Did you know squalane comes from sharks? | Moyo Studio/iStock

Is There Shark In Your Moisturizer? The Truth About Squalane.

Deep-sea sharks are killed for their livers, which contain squalene oil—a staple in the skincare and moisturizer industry.

With its vampire squid, giant crabs, and several species of shark, the deep sea is a fascinating, albeit terrifying, part of the earth. But despite its location 200 meters below sea level, sea life here is still not safe from humans. Deep-sea sharks can be killed for their squalene oil-filled livers (which, in the absence of a swim bladder, helps them to stay buoyant). The oil is a staple in the skincare industry, renowned for its hydrating skin benefits.

Squalene became a popular beauty additive due to its high concentration of fatty acids, which keeps cells supple and helps them to retain moisture. But like most animal-derived ingredients, there are plant-based alternatives. Important note: in the stabilized, hydrogenated form used for skincare products, squalene is labeled as squalane (with an a). 

We’ve found the best vegan squalane sources on the market. But first, let’s dive in and examine: What is squalane? How does it help the skin? And how do you know if the version in your moisturizer comes from plants or sharks?

What Is Squalane?

Like sharks, human bodies naturally produce squalene. But unlike fish, most humans don’t spend that much time swimming in the depths of the ocean. So instead of a buoyancy aid, for us, the oil works as a natural moisturizer. “Squalene is a lipid, also known as a humectant, produced naturally by the sebaceous glands in our skin,” explained dermatologist Dr. Hope Mitchell.

She adds that as we get older, our squalene production slows down (usually in our 20s or 30s). This can result in drier skin that can lead to fine lines and wrinkles. Creams and serums, often formulated with squalane, help to add that moisture back in. When applied topically, squalane penetrates the pores and helps to hydrate on a cellular level, leaving the skin feeling softer and more supple. 

“It is lightweight and non-comedogenic, [so it’s a] great option for all skin types, especially acne or oily prone,” added Mitchell. “Squalane is also anti-inflammatory, can reduce redness, and has also been found to have antioxidant properties.

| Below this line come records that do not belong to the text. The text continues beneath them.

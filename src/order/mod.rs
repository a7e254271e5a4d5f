//! Order lifecycle: models, status state machine, and service.

pub mod models;
pub mod service;

pub use models::{NewOrder, Order, OrderFields, OrderStatus};
pub use service::OrderService;
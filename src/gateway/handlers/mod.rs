pub mod health;
pub mod order;
pub mod product;
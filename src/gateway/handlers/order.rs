//! Order endpoints.

use axum::{
    Json,
    extract::{Path, Query, State},
    http::StatusCode,
};
use serde::Deserialize;
use utoipa::ToSchema;

use super::super::identity::Identity;
use super::super::state::AppState;
use super::super::types::{ApiError, ApiResult, ErrorBody};
use crate::order::{NewOrder, Order, OrderFields};

#[derive(Debug, Deserialize)]
#[serde(rename_all = "camelCase")]
pub struct ListOrdersQuery {
    pub user_id: Option<String>,
}

#[derive(Debug, Deserialize, ToSchema)]
pub struct UpdateStatusRequest {
    pub status: Option<String>,
}

/// List orders
///
/// GET /api/orders. With `?userId=`, only orders where that user is buyer
/// or seller (deduplicated); without, all orders.
#[utoipa::path(
    get,
    path = "/api/orders",
    params(("userId" = Option<String>, Query, description = "Restrict to a participant")),
    responses(
        (status = 200, description = "Orders", body = [OrderFields]),
        (status = 500, description = "Store failure", body = ErrorBody)
    ),
    tag = "Orders"
)]
pub async fn list_orders(
    State(state): State<AppState>,
    Query(query): Query<ListOrdersQuery>,
) -> ApiResult<Json<Vec<Order>>> {
    let orders = state
        .orders
        .list(query.user_id.as_deref())
        .await
        .map_err(|e| ApiError::from_service("Failed to fetch orders", e))?;
    Ok(Json(orders))
}

/// Fetch one order
///
/// GET /api/orders/{id}
#[utoipa::path(
    get,
    path = "/api/orders/{id}",
    params(("id" = String, Path, description = "Order record id")),
    responses(
        (status = 200, description = "The order", body = OrderFields),
        (status = 404, description = "Unknown order", body = ErrorBody)
    ),
    tag = "Orders"
)]
pub async fn get_order(
    State(state): State<AppState>,
    Path(id): Path<String>,
) -> ApiResult<Json<Order>> {
    let order = state
        .orders
        .get(&id)
        .await
        .map_err(|e| ApiError::from_service("Failed to fetch order", e))?;
    Ok(Json(order))
}

/// Place an order
///
/// POST /api/orders. Snapshots the product's name, seller, and
/// `price * quantity`; the order always starts `Pending`.
#[utoipa::path(
    post,
    path = "/api/orders",
    request_body = NewOrder,
    responses(
        (status = 201, description = "Created", body = OrderFields),
        (status = 400, description = "Missing or malformed fields", body = ErrorBody),
        (status = 401, description = "No caller identity", body = ErrorBody),
        (status = 403, description = "buyerId is not the caller", body = ErrorBody),
        (status = 404, description = "Unknown product", body = ErrorBody),
        (status = 409, description = "Product changed mid-flight", body = ErrorBody)
    ),
    security(("user_id_header" = [])),
    tag = "Orders"
)]
pub async fn create_order(
    State(state): State<AppState>,
    identity: Identity,
    Json(input): Json<NewOrder>,
) -> ApiResult<(StatusCode, Json<Order>)> {
    let order = state
        .orders
        .create(&identity.user_id, input)
        .await
        .map_err(|e| ApiError::from_service("Failed to create order", e))?;
    Ok((StatusCode::CREATED, Json(order)))
}

/// Transition an order's status
///
/// PUT /api/orders/{id}/status. Only `Pending -> Shipped`,
/// `Pending -> Cancelled`, and `Shipped -> Delivered` are legal.
#[utoipa::path(
    put,
    path = "/api/orders/{id}/status",
    params(("id" = String, Path, description = "Order record id")),
    request_body = UpdateStatusRequest,
    responses(
        (status = 200, description = "Updated", body = OrderFields),
        (status = 400, description = "Missing or unrecognized status", body = ErrorBody),
        (status = 403, description = "Caller is not a participant", body = ErrorBody),
        (status = 404, description = "Unknown order", body = ErrorBody),
        (status = 409, description = "Illegal transition", body = ErrorBody)
    ),
    security(("user_id_header" = [])),
    tag = "Orders"
)]
pub async fn update_order_status(
    State(state): State<AppState>,
    identity: Identity,
    Path(id): Path<String>,
    Json(req): Json<UpdateStatusRequest>,
) -> ApiResult<Json<Order>> {
    let order = state
        .orders
        .update_status(&identity.user_id, &id, req.status.as_deref())
        .await
        .map_err(|e| ApiError::from_service("Failed to update order", e))?;
    Ok(Json(order))
}
use crate::config::AppConfig;
use tracing_appender::non_blocking::WorkerGuard;
use tracing_subscriber::{EnvFilter, fmt, prelude::*};

pub fn init_logging(config: &AppConfig) -> WorkerGuard {
    let file_appender = match config.rotation.as_str() {
        "hourly" => tracing_appender::rolling::hourly(&config.log_dir, &config.log_file),
        "daily" => tracing_appender::rolling::daily(&config.log_dir, &config.log_file),
        _ => tracing_appender::rolling::never(&config.log_dir, &config.log_file),
    };

    let (non_blocking, guard) = tracing_appender::non_blocking(file_appender);

    let filter_str = if config.enable_tracing {
        config.log_level.clone()
    } else {
        format!("{},tradepost=off", config.log_level)
    };

    let filter = EnvFilter::try_from_default_env().unwrap_or_else(|_| EnvFilter::new(filter_str));

    let registry = tracing_subscriber::registry().with(filter);

    if config.use_json {
        let file_layer = fmt::layer()
            .json()
            .with_target(true)
            .with_writer(non_blocking)
            .with_ansi(false);
        registry.with(file_layer).init();
    } else {
        let file_layer = fmt::layer()
            .with_target(false)
            .with_writer(non_blocking)
            .with_ansi(false);
        let stdout_layer = fmt::layer().with_target(false).with_ansi(true);
        registry.with(file_layer).with(stdout_layer).init();
    }

    guard
}
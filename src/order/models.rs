//! Order record types, status state machine, and input DTOs.

use chrono::{DateTime, Utc};
use rust_decimal::Decimal;
use serde::{Deserialize, Serialize};
use std::fmt;
use std::str::FromStr;
use utoipa::ToSchema;

use crate::error::ServiceError;
use crate::store::Record;

/// Closed order status enumeration.
///
/// Legal transitions: `Pending -> Shipped`, `Pending -> Cancelled`,
/// `Shipped -> Delivered`. `Delivered` and `Cancelled` are terminal.
#[derive(Debug, Clone, Copy, PartialEq, Eq, Serialize, Deserialize, ToSchema)]
pub enum OrderStatus {
    Pending,
    Shipped,
    Delivered,
    Cancelled,
}

impl OrderStatus {
    pub fn can_transition_to(self, next: Self) -> bool {
        matches!(
            (self, next),
            (Self::Pending, Self::Shipped)
                | (Self::Pending, Self::Cancelled)
                | (Self::Shipped, Self::Delivered)
        )
    }
}

impl fmt::Display for OrderStatus {
    fn fmt(&self, f: &mut fmt::Formatter<'_>) -> fmt::Result {
        let s = match self {
            Self::Pending => "Pending",
            Self::Shipped => "Shipped",
            Self::Delivered => "Delivered",
            Self::Cancelled => "Cancelled",
        };
        f.write_str(s)
    }
}

impl FromStr for OrderStatus {
    type Err = ServiceError;

    fn from_str(s: &str) -> Result<Self, Self::Err> {
        match s {
            "Pending" => Ok(Self::Pending),
            "Shipped" => Ok(Self::Shipped),
            "Delivered" => Ok(Self::Delivered),
            "Cancelled" => Ok(Self::Cancelled),
            other => Err(ServiceError::invalid_input(format!(
                "unrecognized status: {other}"
            ))),
        }
    }
}

/// Stored fields of an order.
///
/// `productName` and `totalPrice` are snapshots of the referenced product at
/// order-creation time and are never recomputed, so later product mutation
/// or deletion leaves existing orders intact.
#[derive(Debug, Clone, PartialEq, Serialize, Deserialize, ToSchema)]
#[serde(rename_all = "camelCase")]
pub struct OrderFields {
    pub product_id: String,
    pub product_name: String,
    pub buyer_id: String,
    /// Copied from the referenced product at creation, never caller-supplied.
    pub seller_id: String,
    pub quantity: u32,
    /// Snapshot of `product.price * quantity`.
    pub total_price: Decimal,
    #[serde(default, skip_serializing_if = "Option::is_none")]
    pub shipping_address: Option<String>,
    pub status: OrderStatus,
    pub order_date: DateTime<Utc>,
    #[serde(default, skip_serializing_if = "Option::is_none")]
    pub updated_at: Option<DateTime<Utc>>,
}

pub type Order = Record<OrderFields>;

/// Create request. Any caller-supplied `status` is accepted and discarded:
/// orders always start `Pending`.
#[derive(Debug, Default, Serialize, Deserialize, ToSchema)]
#[serde(rename_all = "camelCase")]
pub struct NewOrder {
    pub product_id: Option<String>,
    pub buyer_id: Option<String>,
    /// Accepts a JSON integer or a numeric string; coerced to a positive count.
    pub quantity: Option<serde_json::Value>,
    pub shipping_address: Option<String>,
    pub status: Option<String>,
}

/// Coerce a caller-supplied quantity into a positive integer.
pub fn coerce_quantity(value: &serde_json::Value) -> Result<u32, ServiceError> {
    let quantity = match value {
        serde_json::Value::Number(n) => n.as_u64().and_then(|n| u32::try_from(n).ok()),
        serde_json::Value::String(s) => s.trim().parse::<u32>().ok(),
        _ => None,
    }
    .filter(|&q| q > 0)
    .ok_or_else(|| ServiceError::invalid_input("quantity must be a positive integer"))?;
    Ok(quantity)
}
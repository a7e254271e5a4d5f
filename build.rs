use std::process::Command;

fn main() {
    // Embed the short commit hash for the health endpoint's version string.
    let hash = Command::new("git")
        .args(["rev-parse", "--short", "HEAD"])
        .output()
        .ok()
        .filter(|o| o.status.success())
        .map(|o| String::from_utf8_lossy(&o.stdout).trim().to_string())
        .unwrap_or_else(|| "unknown".to_string());

    println!("cargo:rustc-env=GIT_HASH={hash}");
    println!("cargo:rerun-if-changed=.git/HEAD");
}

So with consistent use, it can reduce wrinkles, reverse ultraviolet light damage, and possibly lighten hyperpigmentation, while fighting free radicals.” 

Squalane oil and moisturizer on a pale pastel background.
There are several different plant-based sources of squalane. | Tanja Ivanova/Getty

Where Does Squalane Come From?

So how much of the squalane on the market actually comes from the squalene in shark liver? According to a 2012 report by conservation non-profit the Bloom Association, about 90 percent of the squalene harvested from sharks goes to the cosmetics industry. But demand is dropping. In 2012, the demand for shark liver oil was estimated to be between 2000 and 2200 tons. And that was 20 percent less than in 2010. 

According to Dr. Mitchell, shark-derived squalene is far less common now. “Shark liver oil was one of the most common sources in cosmetics,” she noted. “[But] due to ethical concerns, companies have shifted from using shark squalene oil in products.”

Five years after the Bloom investigation, Unilever and L’Oreal promised to phase out shark-derived squalene. And at the same time, brands like Boots, Clarins, and LVMH told environmental organization Oceana they either didn’t use shark-derived squalene or if they did, they would stop.

Andrè Condit, co-founder of Spectacle Skincare, has spent a decade working in the beauty industry and studied formulation at Australia’s Institue of Cosmetic Science, and he agrees with Mitchell. In his experience, shark-derived squalene is rare. “I’ve never personally come across shark liver squalene,” he said. “Not through our labs or the ingredient trade conventions I attend, which is a good sign that the industry has collectively moved in the right direction.” 

Squalene can be derived from a number of plant sources, including olives, sugarcane, and wheat germ. But Spectacle Skincare uses bio-fermented squalane in its hero product, a moisturizer called Performance Crème.

“Through the fermentation process of sugar and a non-pathogenic yeast Saccharomyces cerevisiae, β-Farnesene, the natural bio- synthetic precursor of squalene is produced,” Condit explained. “The yeast is then completely removed, followed by a simple chemical coupling that mimics natural processes. Hydrogenation and purification technologies can then be used to manufacture high-purity squalane.”

Vegan Squalane: 5 Products to Try 

While it does seem like many major players in the beauty industry are turning their backs on shark-derived squalene, its use in cosmetics is not eradicated. So it’s still important to research brands that use squalane to check their sourcing before you buy. And a surefire way to know that the moisturizer you’re using is shark-free? A vegan label.

For guilt-free ultra-hydration, here are 5 cruelty-free, 100 percent vegan squalane products you can buy right now. 

Split image of Spectacle moisturizer (right) and vegan sources of squalene-like oil, including the safflower.
Spectacle Skincare formulated its moisturizer specifically for those with sensitive skin. | Spectacle Skincare

Spectacle Skincare’s Performance Crème

“It benefits all skin types,” said Condit. “But when formulating we focused on sensitive skin.” He added that antioxidants, bio-fermented squalane, and skin-identical lipids were combined to “create an optimal environment for the skin to repair and renew.”

Biossance squalane and vitamin C rose oil.
Biossance combine plant-based squalane with vitamin C-infused rose oil. | Biossance

Biossance Squalane + Vitamin C Rose Oil 

Sugarcane-derived squalane works with vitamin C to create a cell-plumping, tone-brightening formula guaranteed to leave your skin glowing. For lasting hydration, apply a few drops to your face after moisturizing in the morning and in the evening.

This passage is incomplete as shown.